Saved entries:
------------------------------------------------

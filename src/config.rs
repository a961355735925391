//! Configuration parsing and validation.
//!
//! Voltline is configured with a single TOML file (default
//! `./config/voltline.toml`). Only `[db]` is required; every other section
//! and key falls back to a serde default.
//!
//! ```toml
//! [db]
//! path = "./data/voltline.sqlite"
//!
//! [retrieval]
//! vector_weight = 0.6
//! text_weight = 0.4
//!
//! [embedding]
//! provider = "openai"
//! model = "text-embedding-3-small"
//! dims = 1536
//!
//! [sources.documents]
//! root = "./knowledge"
//! ```
//!
//! [`load_config`] rejects configurations that would make retrieval
//! misbehave (weights that do not sum to one, a per-surface timeout longer
//! than the overall budget, an enabled provider without model or dims).

use anyhow::{bail, Context, Result};
use serde::Deserialize;
use std::path::{Path, PathBuf};
use std::time::Duration;

use voltline_core::search::RetrievalParams;

use crate::vector_index::AnnParams;

#[derive(Debug, Deserialize, Clone)]
pub struct Config {
    pub db: DbConfig,
    #[serde(default)]
    pub retrieval: RetrievalConfig,
    #[serde(default)]
    pub vocabulary: VocabularyConfig,
    #[serde(default)]
    pub chunking: ChunkingConfig,
    #[serde(default)]
    pub embedding: EmbeddingConfig,
    #[serde(default)]
    pub server: ServerConfig,
    #[serde(default)]
    pub sources: SourcesConfig,
    #[serde(default)]
    pub vector_index: VectorIndexConfig,
}

#[derive(Debug, Deserialize, Clone)]
pub struct DbConfig {
    pub path: PathBuf,
    #[serde(default = "default_max_connections")]
    pub max_connections: u32,
    /// How long to wait for a pooled connection before the store is
    /// reported unavailable.
    #[serde(default = "default_acquire_timeout_ms")]
    pub acquire_timeout_ms: u64,
}

fn default_max_connections() -> u32 {
    5
}
fn default_acquire_timeout_ms() -> u64 {
    3000
}

/// In-memory vector index. From `ann_threshold` embedded items up, vector
/// search walks an HNSW graph instead of scanning every vector.
#[derive(Debug, Deserialize, Clone)]
pub struct VectorIndexConfig {
    #[serde(default = "default_ann_threshold")]
    pub ann_threshold: usize,
    #[serde(default = "default_hnsw_m")]
    pub m: usize,
    #[serde(default = "default_ef_construction")]
    pub ef_construction: usize,
    #[serde(default = "default_ef_search")]
    pub ef_search: usize,
}

impl Default for VectorIndexConfig {
    fn default() -> Self {
        Self {
            ann_threshold: default_ann_threshold(),
            m: default_hnsw_m(),
            ef_construction: default_ef_construction(),
            ef_search: default_ef_search(),
        }
    }
}

impl VectorIndexConfig {
    pub fn to_params(&self) -> AnnParams {
        AnnParams {
            threshold: self.ann_threshold,
            max_nb_connection: self.m,
            ef_construction: self.ef_construction,
            ef_search: self.ef_search,
        }
    }
}

fn default_ann_threshold() -> usize {
    AnnParams::default().threshold
}
fn default_hnsw_m() -> usize {
    AnnParams::default().max_nb_connection
}
fn default_ef_construction() -> usize {
    AnnParams::default().ef_construction
}
fn default_ef_search() -> usize {
    AnnParams::default().ef_search
}

#[derive(Debug, Deserialize, Clone)]
pub struct RetrievalConfig {
    #[serde(default = "default_vector_weight")]
    pub vector_weight: f64,
    #[serde(default = "default_text_weight")]
    pub text_weight: f64,
    #[serde(default = "default_rrf_k")]
    pub rrf_k: f64,
    #[serde(default = "default_candidate_multiplier")]
    pub candidate_multiplier: usize,
    #[serde(default = "default_final_limit")]
    pub final_limit: usize,
    #[serde(default = "default_max_limit")]
    pub max_limit: usize,
    /// Threshold for standalone vector search.
    #[serde(default = "default_min_similarity")]
    pub min_similarity: f32,
    /// Threshold for the vector surface inside hybrid fusion.
    #[serde(default)]
    pub hybrid_min_similarity: f32,
    #[serde(default = "default_max_query_chars")]
    pub max_query_chars: usize,
    #[serde(default = "default_timeout_ms")]
    pub timeout_ms: u64,
    #[serde(default = "default_surface_timeout_ms")]
    pub surface_timeout_ms: u64,
}

impl Default for RetrievalConfig {
    fn default() -> Self {
        Self {
            vector_weight: default_vector_weight(),
            text_weight: default_text_weight(),
            rrf_k: default_rrf_k(),
            candidate_multiplier: default_candidate_multiplier(),
            final_limit: default_final_limit(),
            max_limit: default_max_limit(),
            min_similarity: default_min_similarity(),
            hybrid_min_similarity: 0.0,
            max_query_chars: default_max_query_chars(),
            timeout_ms: default_timeout_ms(),
            surface_timeout_ms: default_surface_timeout_ms(),
        }
    }
}

impl RetrievalConfig {
    /// Tuning parameters for the core ranker.
    pub fn to_params(&self) -> RetrievalParams {
        RetrievalParams {
            vector_weight: self.vector_weight,
            text_weight: self.text_weight,
            rrf_k: self.rrf_k,
            candidate_multiplier: self.candidate_multiplier,
            default_limit: self.final_limit,
            max_limit: self.max_limit,
            min_similarity: self.min_similarity,
            hybrid_min_similarity: self.hybrid_min_similarity,
            max_query_chars: self.max_query_chars,
            timeout: Duration::from_millis(self.timeout_ms),
            surface_timeout: Duration::from_millis(self.surface_timeout_ms),
        }
    }
}

fn default_vector_weight() -> f64 {
    0.6
}
fn default_text_weight() -> f64 {
    0.4
}
fn default_rrf_k() -> f64 {
    60.0
}
fn default_candidate_multiplier() -> usize {
    4
}
fn default_final_limit() -> usize {
    10
}
fn default_max_limit() -> usize {
    100
}
fn default_min_similarity() -> f32 {
    0.5
}
fn default_max_query_chars() -> usize {
    1000
}
fn default_timeout_ms() -> u64 {
    5000
}
fn default_surface_timeout_ms() -> u64 {
    2000
}

/// Optional override of the built-in term vocabulary.
#[derive(Debug, Deserialize, Clone, Default)]
pub struct VocabularyConfig {
    pub path: Option<PathBuf>,
}

#[derive(Debug, Deserialize, Clone)]
pub struct ChunkingConfig {
    #[serde(default = "default_target_chars")]
    pub target_chars: usize,
}

impl Default for ChunkingConfig {
    fn default() -> Self {
        Self {
            target_chars: default_target_chars(),
        }
    }
}

fn default_target_chars() -> usize {
    voltline_core::chunk::DEFAULT_TARGET_CHARS
}

#[derive(Debug, Deserialize, Clone)]
pub struct EmbeddingConfig {
    #[serde(default = "default_provider")]
    pub provider: String,
    #[serde(default)]
    pub model: Option<String>,
    #[serde(default)]
    pub dims: Option<usize>,
    /// Base URL of the provider API. Each provider has its own default.
    #[serde(default)]
    pub url: Option<String>,
    #[serde(default = "default_batch_size")]
    pub batch_size: usize,
    #[serde(default = "default_max_retries")]
    pub max_retries: u32,
    #[serde(default = "default_timeout_secs")]
    pub timeout_secs: u64,
    /// Lifetime of cached query embeddings.
    #[serde(default = "default_cache_ttl_secs")]
    pub cache_ttl_secs: u64,
    #[serde(default = "default_cache_capacity")]
    pub cache_capacity: u64,
}

impl Default for EmbeddingConfig {
    fn default() -> Self {
        Self {
            provider: default_provider(),
            model: None,
            dims: None,
            url: None,
            batch_size: default_batch_size(),
            max_retries: default_max_retries(),
            timeout_secs: default_timeout_secs(),
            cache_ttl_secs: default_cache_ttl_secs(),
            cache_capacity: default_cache_capacity(),
        }
    }
}

impl EmbeddingConfig {
    pub fn is_enabled(&self) -> bool {
        self.provider != "disabled"
    }
}

fn default_provider() -> String {
    "disabled".to_string()
}
fn default_batch_size() -> usize {
    32
}
fn default_max_retries() -> u32 {
    3
}
fn default_timeout_secs() -> u64 {
    30
}
fn default_cache_ttl_secs() -> u64 {
    600
}
fn default_cache_capacity() -> u64 {
    10_000
}

#[derive(Debug, Deserialize, Clone)]
pub struct ServerConfig {
    #[serde(default = "default_bind")]
    pub bind: String,
}

impl Default for ServerConfig {
    fn default() -> Self {
        Self {
            bind: default_bind(),
        }
    }
}

fn default_bind() -> String {
    "127.0.0.1:8080".to_string()
}

#[derive(Debug, Deserialize, Clone, Default)]
pub struct SourcesConfig {
    pub products: Option<ProductsSourceConfig>,
    pub documents: Option<DocumentsSourceConfig>,
}

/// WooCommerce product export (JSON array of products).
#[derive(Debug, Deserialize, Clone)]
pub struct ProductsSourceConfig {
    pub path: PathBuf,
}

/// Directory of markdown knowledge documents.
#[derive(Debug, Deserialize, Clone)]
pub struct DocumentsSourceConfig {
    pub root: PathBuf,
    #[serde(default = "default_include_globs")]
    pub include_globs: Vec<String>,
    #[serde(default)]
    pub exclude_globs: Vec<String>,
    #[serde(default)]
    pub follow_symlinks: bool,
}

fn default_include_globs() -> Vec<String> {
    vec!["**/*.md".to_string()]
}

/// Read, parse and validate the config file at `path`.
pub fn load_config(path: &Path) -> Result<Config> {
    let content = std::fs::read_to_string(path)
        .with_context(|| format!("Failed to read config file: {}", path.display()))?;
    parse_config(&content)
}

/// Parse and validate a config document.
pub fn parse_config(content: &str) -> Result<Config> {
    let config: Config = toml::from_str(content).with_context(|| "Failed to parse config file")?;
    validate(&config)?;
    Ok(config)
}

fn validate(config: &Config) -> Result<()> {
    if config.db.max_connections == 0 {
        bail!("db.max_connections must be >= 1");
    }

    if config.chunking.target_chars == 0 {
        bail!("chunking.target_chars must be > 0");
    }

    let v = &config.vector_index;
    if v.m < 2 {
        bail!("vector_index.m must be >= 2");
    }
    if v.ef_construction == 0 || v.ef_search == 0 {
        bail!("vector_index.ef_construction and vector_index.ef_search must be >= 1");
    }

    let r = &config.retrieval;
    for (name, w) in [
        ("vector_weight", r.vector_weight),
        ("text_weight", r.text_weight),
    ] {
        if !(0.0..=1.0).contains(&w) {
            bail!("retrieval.{} must be in [0.0, 1.0]", name);
        }
    }
    if (r.vector_weight + r.text_weight - 1.0).abs() > 1e-6 {
        bail!(
            "retrieval.vector_weight + retrieval.text_weight must equal 1.0 (got {})",
            r.vector_weight + r.text_weight
        );
    }
    if r.rrf_k < 1.0 {
        bail!("retrieval.rrf_k must be >= 1");
    }
    if r.candidate_multiplier < 1 {
        bail!("retrieval.candidate_multiplier must be >= 1");
    }
    if r.final_limit < 1 {
        bail!("retrieval.final_limit must be >= 1");
    }
    if r.max_limit < r.final_limit {
        bail!("retrieval.max_limit must be >= retrieval.final_limit");
    }
    for (name, s) in [
        ("min_similarity", r.min_similarity),
        ("hybrid_min_similarity", r.hybrid_min_similarity),
    ] {
        if !(-1.0..=1.0).contains(&s) {
            bail!("retrieval.{} must be in [-1.0, 1.0]", name);
        }
    }
    if r.max_query_chars == 0 {
        bail!("retrieval.max_query_chars must be > 0");
    }
    if r.surface_timeout_ms == 0 || r.surface_timeout_ms >= r.timeout_ms {
        bail!("retrieval.surface_timeout_ms must be > 0 and < retrieval.timeout_ms");
    }

    let e = &config.embedding;
    match e.provider.as_str() {
        "disabled" | "openai" | "ollama" => {}
        other => bail!(
            "Unknown embedding provider: '{}'. Must be disabled, openai, or ollama.",
            other
        ),
    }
    if e.is_enabled() {
        if e.dims.is_none() || e.dims == Some(0) {
            bail!("embedding.dims must be > 0 when provider is '{}'", e.provider);
        }
        if e.model.is_none() {
            bail!(
                "embedding.model must be specified when provider is '{}'",
                e.provider
            );
        }
        if e.batch_size == 0 {
            bail!("embedding.batch_size must be > 0");
        }
    }

    Ok(())
}

#[cfg(test)]
mod tests {
    use super::*;

    const MINIMAL: &str = "[db]\npath = \"./data/voltline.sqlite\"\n";

    #[test]
    fn minimal_config_uses_defaults() {
        let cfg = parse_config(MINIMAL).unwrap();
        assert_eq!(cfg.db.max_connections, 5);
        assert_eq!(cfg.retrieval.final_limit, 10);
        assert_eq!(cfg.chunking.target_chars, 1500);
        assert!(!cfg.embedding.is_enabled());
        assert_eq!(cfg.server.bind, "127.0.0.1:8080");
        assert!(cfg.sources.products.is_none());

        let params = cfg.retrieval.to_params();
        assert_eq!(params.rrf_k, 60.0);
        assert_eq!(params.candidate_multiplier, 4);
        assert_eq!(params.timeout, Duration::from_secs(5));
        assert_eq!(params.surface_timeout, Duration::from_secs(2));
    }

    #[test]
    fn weights_must_sum_to_one() {
        let cfg = format!("{}[retrieval]\nvector_weight = 0.7\ntext_weight = 0.4\n", MINIMAL);
        let err = parse_config(&cfg).unwrap_err();
        assert!(err.to_string().contains("must equal 1.0"));

        let cfg = format!("{}[retrieval]\nvector_weight = 0.3\ntext_weight = 0.7\n", MINIMAL);
        assert!(parse_config(&cfg).is_ok());
    }

    #[test]
    fn surface_timeout_must_fit_in_overall_timeout() {
        let cfg = format!(
            "{}[retrieval]\ntimeout_ms = 1000\nsurface_timeout_ms = 1000\n",
            MINIMAL
        );
        assert!(parse_config(&cfg).is_err());
    }

    #[test]
    fn enabled_provider_requires_model_and_dims() {
        let cfg = format!("{}[embedding]\nprovider = \"openai\"\ndims = 8\n", MINIMAL);
        assert!(parse_config(&cfg).unwrap_err().to_string().contains("model"));

        let cfg = format!(
            "{}[embedding]\nprovider = \"ollama\"\nmodel = \"nomic-embed-text\"\n",
            MINIMAL
        );
        assert!(parse_config(&cfg).unwrap_err().to_string().contains("dims"));

        let cfg = format!(
            "{}[embedding]\nprovider = \"ollama\"\nmodel = \"nomic-embed-text\"\ndims = 768\n",
            MINIMAL
        );
        assert!(parse_config(&cfg).unwrap().embedding.is_enabled());
    }

    #[test]
    fn vector_index_section() {
        let cfg = parse_config(MINIMAL).unwrap();
        assert_eq!(cfg.vector_index.to_params(), AnnParams::default());

        let cfg = format!("{}[vector_index]
ann_threshold = 500
ef_search = 128
", MINIMAL);
        let params = parse_config(&cfg).unwrap().vector_index.to_params();
        assert_eq!(params.threshold, 500);
        assert_eq!(params.ef_search, 128);
        assert_eq!(params.max_nb_connection, 16);

        let cfg = format!("{}[vector_index]
m = 1
", MINIMAL);
        assert!(parse_config(&cfg).is_err());
    }

    #[test]
    fn unknown_provider_is_rejected() {
        let cfg = format!("{}[embedding]\nprovider = \"local\"\n", MINIMAL);
        assert!(parse_config(&cfg).is_err());
    }

    #[test]
    fn document_source_defaults_to_markdown() {
        let cfg = format!("{}[sources.documents]\nroot = \"./knowledge\"\n", MINIMAL);
        let docs = parse_config(&cfg).unwrap().sources.documents.unwrap();
        assert_eq!(docs.include_globs, vec!["**/*.md"]);
        assert!(!docs.follow_symlinks);
    }
}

------------------------------------------------

Your answer should be the lines above that contain the word "bool", copied out.

    pub fn is_enabled(&self) -> bool {
    pub follow_symlinks: bool,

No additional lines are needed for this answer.